From: A DNA robotic switch with regulated autonomous display of cytotoxic ligand nanopatterns
a, Example of cryo-EM micrograph of the UV cross-linked origami structure. Scale bar, 100 nm. b, Representative 2D class averages of the UV cross-linked origami structure. c, Cryo-EM density map. d, Frames picked from the 3DFlex analysis. e, A 2% agarose gel electrophoresis of origami incubated in freshly prepared DMEM with 10% FBS at 37 °C. L, 1 kb DNA ladder; M, DMEM with 10% FBS; C, origami before adding to the medium. f, Normalized agarose gel intensity versus time for origamis.

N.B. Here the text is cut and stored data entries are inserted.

pub mod ast;
pub mod compare;
pub mod database;
pub mod fingerprint;
pub mod hash;
pub mod normalize;

pub use ast::{AstError, ContractKind, SyntaxNode};
pub use compare::{
    find_duplicates, match_records, CompareError, CompareResult, Doppelganger, DuplicateGroup,
    MatchGroup, MatchKey,
};
pub use database::{Corpus, CorpusError, DatabaseEntry, EntryOptions};
pub use fingerprint::{
    fingerprint, BaseContract, ContractModel, FingerprintError, FingerprintOptions, HashedContract,
};
pub use hash::{Algorithm, HashMode, HashOptions, ENCODING_VERSION, HASH_MODES};
pub use normalize::{canonicalize, CanonicalContract, NormalizeError};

Data are presented as mean ± s.d., n = 2 independent measurements. g, Protrusion sites (coloured in blue) surrounding the origami for site-specific PEGylation. h, The PEGylation mechanism, via hybridization of ssDNA–PEG5K to 20 single-stranded protrusions of the origami. i, Electrophoresis of origamis in a 2% agarose gel. L, ladder; S, p8064 scaffold; UV, UV cross-linked origami, six-peptides-loaded device (pH_O6p) and PEGylated version (PEG_pH_O6p). j, Negative-stain TEM image of the PEG_pH_O6p. Scale bar, 100 nm. k, Two-dimensional class averages of the PEG_pH_O6p. Scale bar, 100 nm.